** Opening Task material block **

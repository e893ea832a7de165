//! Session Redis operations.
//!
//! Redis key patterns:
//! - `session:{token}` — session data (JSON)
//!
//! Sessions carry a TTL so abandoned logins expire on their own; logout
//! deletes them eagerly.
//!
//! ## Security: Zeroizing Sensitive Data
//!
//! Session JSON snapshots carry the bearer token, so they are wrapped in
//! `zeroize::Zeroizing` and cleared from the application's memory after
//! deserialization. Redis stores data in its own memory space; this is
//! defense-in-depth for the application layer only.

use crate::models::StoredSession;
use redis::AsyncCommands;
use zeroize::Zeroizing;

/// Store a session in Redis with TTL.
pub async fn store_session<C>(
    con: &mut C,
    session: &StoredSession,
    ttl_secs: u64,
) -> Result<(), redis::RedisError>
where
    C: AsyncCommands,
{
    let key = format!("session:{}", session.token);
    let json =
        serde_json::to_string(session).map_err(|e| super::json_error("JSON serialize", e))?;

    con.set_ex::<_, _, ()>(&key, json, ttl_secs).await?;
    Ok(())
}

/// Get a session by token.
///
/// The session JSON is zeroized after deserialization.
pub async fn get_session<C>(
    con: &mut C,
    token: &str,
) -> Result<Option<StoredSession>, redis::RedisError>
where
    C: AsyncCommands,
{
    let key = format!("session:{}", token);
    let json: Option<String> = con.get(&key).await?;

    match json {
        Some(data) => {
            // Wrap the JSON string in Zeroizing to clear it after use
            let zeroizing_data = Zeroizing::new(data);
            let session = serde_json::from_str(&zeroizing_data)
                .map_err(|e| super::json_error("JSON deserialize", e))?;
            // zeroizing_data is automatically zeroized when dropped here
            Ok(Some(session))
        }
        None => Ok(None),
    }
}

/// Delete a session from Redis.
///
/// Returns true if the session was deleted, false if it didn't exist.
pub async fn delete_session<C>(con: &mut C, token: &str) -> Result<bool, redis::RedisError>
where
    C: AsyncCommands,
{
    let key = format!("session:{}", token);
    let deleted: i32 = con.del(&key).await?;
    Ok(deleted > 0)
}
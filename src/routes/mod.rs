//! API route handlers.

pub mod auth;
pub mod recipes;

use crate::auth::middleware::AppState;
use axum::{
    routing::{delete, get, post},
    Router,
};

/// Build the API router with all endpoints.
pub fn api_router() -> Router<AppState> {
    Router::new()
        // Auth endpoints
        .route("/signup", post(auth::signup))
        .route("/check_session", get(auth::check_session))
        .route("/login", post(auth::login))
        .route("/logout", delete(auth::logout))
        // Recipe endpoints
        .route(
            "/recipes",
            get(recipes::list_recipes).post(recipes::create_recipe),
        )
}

** Closing Task material block **

[Instructions to follow]: Which lines of the records contain "with"? Show each of them.

[Written solution]:
/// Store a session in Redis with TTL.
/// Build the API router with all endpoints.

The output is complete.